Martin Bartesch agreed to leave the United States permanently after admitting that he had voluntarily enlisted in 1943 in the Nazi SS Death’s Head Battalion, which ran the Mauthausen camp system in Austria during World War II.
Tens of thousands of prisoners died at Mauthausen in shootings, gassings, hangings and as the result of starvation and forced labor.
Admits He Lied
Bartesch also acknowledged in a sealed agreement he made a month ago with the U.S. government that he lied when he came to the United States in 1955 by telling authorities that he had served in a different SS division.

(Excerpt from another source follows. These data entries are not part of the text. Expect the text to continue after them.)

//! Ingress: inject encoded buffers from application code.

use crate::buffer::Buffer;
use crate::elements::flow::{Queue, QueueStats};
use crate::error::{Error, Result};
use crate::format::Caps;
use crate::metadata::Metadata;
use crate::observability::record_injected;
use crate::pipeline::config::{QueueConfig, SourceConfig};
use bytes::Bytes;
use std::sync::atomic::{AtomicU64, Ordering};
use std::sync::{Arc, OnceLock};
use std::time::Instant;

/// The head of a chain: application threads inject buffers, the first chain
/// segment pulls them.
///
/// Cloning yields another handle to the same source, so any number of
/// producer threads may inject.
///
/// Every injected buffer is stamped with the configured fixed chunk duration
/// (not derived from its size), a running sequence number, and, with
/// `do_timestamp`, the running time since the first injection.
///
/// # Example
///
/// ```rust
/// use visionpipe::elements::AppSrc;
/// use visionpipe::pipeline::config::SourceConfig;
/// use std::time::Duration;
///
/// let src = AppSrc::new("track-1", SourceConfig::default());
/// src.inject(vec![0u8; 1200]).unwrap();
/// src.end_of_stream();
///
/// let buf = src.queue().pop().unwrap();
/// assert_eq!(buf.metadata().duration, Some(Duration::from_millis(1)));
/// assert!(src.queue().pop().is_none());
/// ```
#[derive(Clone)]
pub struct AppSrc {
    inner: Arc<AppSrcInner>,
}

struct AppSrcInner {
    track: Arc<str>,
    config: SourceConfig,
    queue: Queue,
    started: OnceLock<Instant>,
    sequence: AtomicU64,
}

impl AppSrc {
    /// Create the ingress for `track`.
    pub fn new(track: impl Into<Arc<str>>, config: SourceConfig) -> Self {
        let track = track.into();
        let queue = Queue::new(
            QueueConfig::default()
                .max_bytes(config.max_bytes)
                .max_buffers(config.max_buffers),
        )
        .with_name(format!("{track}:appsrc"));
        Self {
            inner: Arc::new(AppSrcInner {
                track,
                config,
                queue,
                started: OnceLock::new(),
                sequence: AtomicU64::new(0),
            }),
        }
    }

    /// Track this source feeds.
    pub fn track_id(&self) -> &str {
        &self.inner.track
    }

    /// Source configuration.
    pub fn config(&self) -> &SourceConfig {
        &self.inner.config
    }

    /// What the source produces.
    pub fn caps(&self) -> Caps {
        Caps::Rtp(self.inner.config.caps.clone())
    }

    /// Inject one encoded chunk, taking ownership of it.
    ///
    /// Waits at most the configured block timeout for queue space. Fails
    /// after [`end_of_stream`](Self::end_of_stream), while flushing, or when
    /// the wait times out.
    pub fn inject(&self, data: Vec<u8>) -> Result<()> {
        self.inject_bytes(Bytes::from(data))
    }

    /// Inject a copy of `data`; the caller keeps its buffer.
    pub fn inject_slice(&self, data: &[u8]) -> Result<()> {
        self.inject_bytes(Bytes::copy_from_slice(data))
    }

    fn inject_bytes(&self, data: Bytes) -> Result<()> {
        if data.is_empty() {
            return Err(Error::InvalidFrame(format!(
                "{}: empty buffer injected",
                self.inner.track
            )));
        }
        let mut metadata = Metadata::new().with_duration(self.inner.config.chunk_duration);
        if self.inner.config.do_timestamp {
            let started = *self.inner.started.get_or_init(Instant::now);
            metadata = metadata.with_pts(started.elapsed());
        }
        self.push_buffer(Buffer::new(data, metadata))
    }

    /// Push a prepared buffer. Only the sequence number is assigned.
    pub fn push_buffer(&self, mut buffer: Buffer) -> Result<()> {
        let len = buffer.len();
        buffer.metadata_mut().sequence = self.inner.sequence.fetch_add(1, Ordering::Relaxed);
        self.inner
            .queue
            .push_timeout(buffer, self.inner.config.block_timeout)?;
        record_injected(&self.inner.track, len);
        Ok(())
    }

    /// No more buffers will be injected; the chain drains and finishes.
    pub fn end_of_stream(&self) {
        tracing::debug!(track = %self.inner.track, "ingress end-of-stream");
        self.inner.queue.end_of_stream();
    }

    /// Refuse new buffers and wake blocked producers.
    pub fn set_flushing(&self, flushing: bool) {
        self.inner.queue.set_flushing(flushing);
    }

    /// Check if end-of-stream has been signaled.
    pub fn is_eos(&self) -> bool {
        self.inner.queue.is_eos()
    }

    /// Ingress queue statistics.
    pub fn stats(&self) -> QueueStats {
        self.inner.queue.stats()
    }

    /// The queue the first chain segment pulls from.
    pub fn queue(&self) -> &Queue {
        &self.inner.queue
    }
}

impl std::fmt::Debug for AppSrc {
    fn fmt(&self, f: &mut std::fmt::Formatter<'_>) -> std::fmt::Result {
        f.debug_struct("AppSrc")
            .field("track", &self.inner.track)
            .field("queued", &self.inner.queue.len())
            .finish()
    }
}
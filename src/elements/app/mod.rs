//! Application integration: the two ends of a chain.
//!
//! - [`AppSrc`]: inject encoded buffers from application code
//! - [`AppSink`]: extract finished samples to application code

mod appsink;
mod appsrc;

pub(crate) use appsink::FlushSignal;
pub use appsink::{AppSink, EncodedSample, SampleReceiver};
pub use appsrc::AppSrc;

The agreement was unsealed Friday as a U.S. District Court judge in Chicago issued a denaturalization order. Bartesch, a native Romanian, had been granted citizenship in 1966.
‘Death Book’ Evidence
One piece of evidence against Bartesch was the Mauthausen “Unnatural Death Book,” a log kept from October, 1942, to April, 1945, of prisoner deaths.
Entry No. 300 shows that on Oct. 20, 1943, a French Jew named Max Ochshorn was shot to death at the main camp of Mauthausen by SS Pvt. Martin Bartesch, then 17.
Move to Austria
Bartesch and his wife, Anna, moved to Austria on Wednesday, his son, Heinz Bartesch, said in Chicago.

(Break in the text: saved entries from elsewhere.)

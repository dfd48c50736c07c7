//! Egress: hand finished encoded samples to application code.
//!
//! The sink copies each sample out of the chain (`extract-and-duplicate`) and
//! offers it to a bounded `kanal` channel. With `drop=true` a full channel
//! drops the sample and bumps a counter instead of stalling the worker.
//! With `drop=false` the worker waits for room, and `sync=true` paces to
//! the stream's pts; both waits end as soon as the chain starts flushing.

use crate::buffer::Buffer;
use crate::element::{Element, Output};
use crate::error::{Error, Result};
use crate::observability::{record_sample_dropped, record_sample_emitted};
use crate::pipeline::config::SinkConfig;
use bytes::Bytes;
use std::sync::atomic::{AtomicU64, Ordering};
use std::sync::{Arc, Condvar, Mutex, PoisonError};
use std::thread::{self, JoinHandle};
use std::time::{Duration, Instant};

/// Retry interval while a blocking sink waits for channel room.
const SEND_RETRY: Duration = Duration::from_millis(2);

/// One finished encoded sample, owned by the consumer.
#[derive(Debug, Clone, PartialEq, Eq)]
pub struct EncodedSample {
    /// Track the sample belongs to.
    pub track_id: Arc<str>,
    /// Sample bytes (an owned copy).
    pub data: Bytes,
    /// Sample duration.
    pub duration: Duration,
    /// Presentation timestamp, when known.
    pub pts: Option<Duration>,
}

impl EncodedSample {
    /// Payload length in bytes.
    pub fn len(&self) -> usize {
        self.data.len()
    }

    /// Check if the payload is empty.
    pub fn is_empty(&self) -> bool {
        self.data.is_empty()
    }

    /// Duration in nanoseconds, the time unit handed to sample callbacks.
    pub fn duration_ticks(&self) -> u64 {
        u64::try_from(self.duration.as_nanos()).unwrap_or(u64::MAX)
    }
}

/// Sample counters shared by a sink and its receiver.
#[derive(Debug, Default)]
struct SinkCounters {
    emitted: AtomicU64,
    dropped: AtomicU64,
}

/// Flushing flag shared between a sink and the chain that owns it.
///
/// The sink's waits (channel room, `sync` pacing) sleep on it, so setting it
/// wakes a parked worker right away.
#[derive(Debug, Clone, Default)]
pub(crate) struct FlushSignal {
    inner: Arc<(Mutex<bool>, Condvar)>,
}

impl FlushSignal {
    pub(crate) fn set_flushing(&self, flushing: bool) {
        let (lock, cvar) = &*self.inner;
        *lock.lock().unwrap_or_else(PoisonError::into_inner) = flushing;
        cvar.notify_all();
    }

    pub(crate) fn is_flushing(&self) -> bool {
        *self.inner.0.lock().unwrap_or_else(PoisonError::into_inner)
    }

    /// Sleep until `deadline`. Returns `true` if flushing cut the wait short.
    fn wait_until(&self, deadline: Instant) -> bool {
        let (lock, cvar) = &*self.inner;
        let mut flushing = lock.lock().unwrap_or_else(PoisonError::into_inner);
        loop {
            if *flushing {
                return true;
            }
            let now = Instant::now();
            if now >= deadline {
                return false;
            }
            flushing = cvar
                .wait_timeout(flushing, deadline - now)
                .unwrap_or_else(PoisonError::into_inner)
                .0;
        }
    }
}

/// Terminal stage of a chain.
pub struct AppSink {
    name: String,
    track: Arc<str>,
    config: SinkConfig,
    sender: Option<kanal::Sender<EncodedSample>>,
    counters: Arc<SinkCounters>,
    flush: FlushSignal,
    /// Wall-clock anchor for `sync` pacing.
    clock_base: Option<(Instant, Duration)>,
}

impl AppSink {
    /// Create a sink for `track` and the receiver its samples arrive on.
    pub fn new(track: impl Into<Arc<str>>, config: SinkConfig) -> (Self, SampleReceiver) {
        let track = track.into();
        let (tx, rx) = kanal::bounded(config.max_buffers.max(1));
        let counters = Arc::new(SinkCounters::default());
        let sink = Self {
            name: "appsink".to_string(),
            track: Arc::clone(&track),
            config,
            sender: Some(tx),
            counters: Arc::clone(&counters),
            flush: FlushSignal::default(),
            clock_base: None,
        };
        let receiver = SampleReceiver {
            track,
            inner: rx,
            counters,
        };
        (sink, receiver)
    }

    /// Set a custom name.
    pub fn with_name(mut self, name: impl Into<String>) -> Self {
        self.name = name.into();
        self
    }

    /// Samples dropped so far.
    pub fn dropped(&self) -> u64 {
        self.counters.dropped.load(Ordering::Relaxed)
    }

    /// Handle the owning chain sets when it tears down.
    pub(crate) fn flush_signal(&self) -> FlushSignal {
        self.flush.clone()
    }

    fn flushing_error(&self) -> Error {
        Error::Element(format!("{}: flushing", self.name))
    }

    /// Wait until `pts` is due on the wall clock. `false` if flushing interrupted.
    fn wait_for(&mut self, pts: Duration) -> bool {
        let (anchor, base_pts) = *self.clock_base.get_or_insert((Instant::now(), pts));
        let due = anchor + pts.saturating_sub(base_pts);
        !self.flush.wait_until(due)
    }

    fn count_drop(&self) {
        let total = self.counters.dropped.fetch_add(1, Ordering::Relaxed) + 1;
        record_sample_dropped(&self.track);
        tracing::debug!(track = %self.track, dropped = total, "egress full, sample dropped");
    }
}

impl Element for AppSink {
    fn process(&mut self, buffer: Buffer) -> Result<Output> {
        let on_time = match (self.config.sync, buffer.metadata().pts) {
            (true, Some(pts)) => self.wait_for(pts),
            _ => true,
        };
        if !on_time {
            return Err(self.flushing_error());
        }

        let Some(sender) = &self.sender else {
            return Err(Error::InvalidState(format!(
                "{}: sample after end-of-stream",
                self.name
            )));
        };

        let metadata = buffer.metadata();
        let sample = EncodedSample {
            track_id: Arc::clone(&self.track),
            data: Bytes::copy_from_slice(buffer.as_bytes()),
            duration: metadata.duration.unwrap_or_default(),
            pts: metadata.pts,
        };

        if self.config.drop {
            match sender.try_send(sample) {
                Ok(true) => {}
                // Full, or the consumer went away: the sample is lost either way.
                Ok(false) | Err(_) => {
                    self.count_drop();
                    return Ok(Output::None);
                }
            }
        } else {
            // A full channel parks the worker, but never past a flush.
            loop {
                if self.flush.is_flushing() {
                    return Err(self.flushing_error());
                }
                match sender.try_send(sample.clone()) {
                    Ok(true) => break,
                    Ok(false) => {
                        self.flush.wait_until(Instant::now() + SEND_RETRY);
                    }
                    Err(_) => {
                        return Err(Error::Element(format!(
                            "{}: consumer disconnected",
                            self.name
                        )));
                    }
                }
            }
        }
        self.counters.emitted.fetch_add(1, Ordering::Relaxed);
        record_sample_emitted(&self.track);
        Ok(Output::None)
    }

    fn name(&self) -> &str {
        &self.name
    }

    fn end_of_stream(&mut self) -> Result<Output> {
        tracing::debug!(track = %self.track, "egress closed");
        self.sender = None;
        Ok(Output::None)
    }

    fn release(&mut self) {
        self.sender = None;
    }
}

/// Consumer end of a track's egress.
pub struct SampleReceiver {
    track: Arc<str>,
    inner: kanal::Receiver<EncodedSample>,
    counters: Arc<SinkCounters>,
}

impl SampleReceiver {
    /// Track this receiver belongs to.
    pub fn track_id(&self) -> &str {
        &self.track
    }

    /// Wait for the next sample. `None` once the sink closed and all
    /// samples were taken.
    pub fn recv(&self) -> Option<EncodedSample> {
        self.inner.recv().ok()
    }

    /// Wait at most `timeout` for the next sample.
    pub fn recv_timeout(&self, timeout: Duration) -> Option<EncodedSample> {
        self.inner.recv_timeout(timeout).ok()
    }

    /// Take a sample if one is ready.
    pub fn try_recv(&self) -> Option<EncodedSample> {
        match self.inner.try_recv() {
            Ok(Some(sample)) => Some(sample),
            _ => None,
        }
    }

    /// Samples queued for the consumer.
    pub fn len(&self) -> usize {
        self.inner.len()
    }

    /// Check if no sample is waiting.
    pub fn is_empty(&self) -> bool {
        self.inner.is_empty()
    }

    /// Samples the sink handed over so far.
    pub fn emitted(&self) -> u64 {
        self.counters.emitted.load(Ordering::Relaxed)
    }

    /// Samples the sink dropped so far.
    pub fn dropped(&self) -> u64 {
        self.counters.dropped.load(Ordering::Relaxed)
    }

    /// Call `on_sample(track_id, bytes, len, duration_ticks)` for every
    /// sample on a dedicated thread, until the sink closes.
    ///
    /// The callback runs off the chain's workers, so a slow consumer only
    /// causes drops at the sink, never a stalled chain.
    pub fn forward<F>(self, mut on_sample: F) -> Result<JoinHandle<u64>>
    where
        F: FnMut(&str, &[u8], usize, u64) + Send + 'static,
    {
        let name = format!("{}-egress", self.track);
        let handle = thread::Builder::new().name(name).spawn(move || {
            let mut forwarded = 0u64;
            while let Some(sample) = self.recv() {
                on_sample(
                    &sample.track_id,
                    &sample.data,
                    sample.len(),
                    sample.duration_ticks(),
                );
                forwarded += 1;
            }
            forwarded
        })?;
        Ok(handle)
    }
}

impl Iterator for SampleReceiver {
    type Item = EncodedSample;

    fn next(&mut self) -> Option<Self::Item> {
        self.recv()
    }
}

impl std::fmt::Debug for SampleReceiver {
    fn fmt(&self, f: &mut std::fmt::Formatter<'_>) -> std::fmt::Result {
        f.debug_struct("SampleReceiver")
            .field("track", &self.track)
            .field("pending", &self.inner.len())
            .finish()
    }
}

Heinz Bartesch said his father, a janitor, renounced his citizenship to avoid “financial ruin” from a scheduled June 16 deportation hearing. He said his father served as a work-crew guard at a Mauthausen camp when he was 18 but was never a guard at the main death camp. He said his father “was adamant he never did anything wrong.”
Bartesch is the 15th person, and the third Mauthausen guard, to leave the United States as a result of activities by the Justice Department’s Nazi-hunting unit.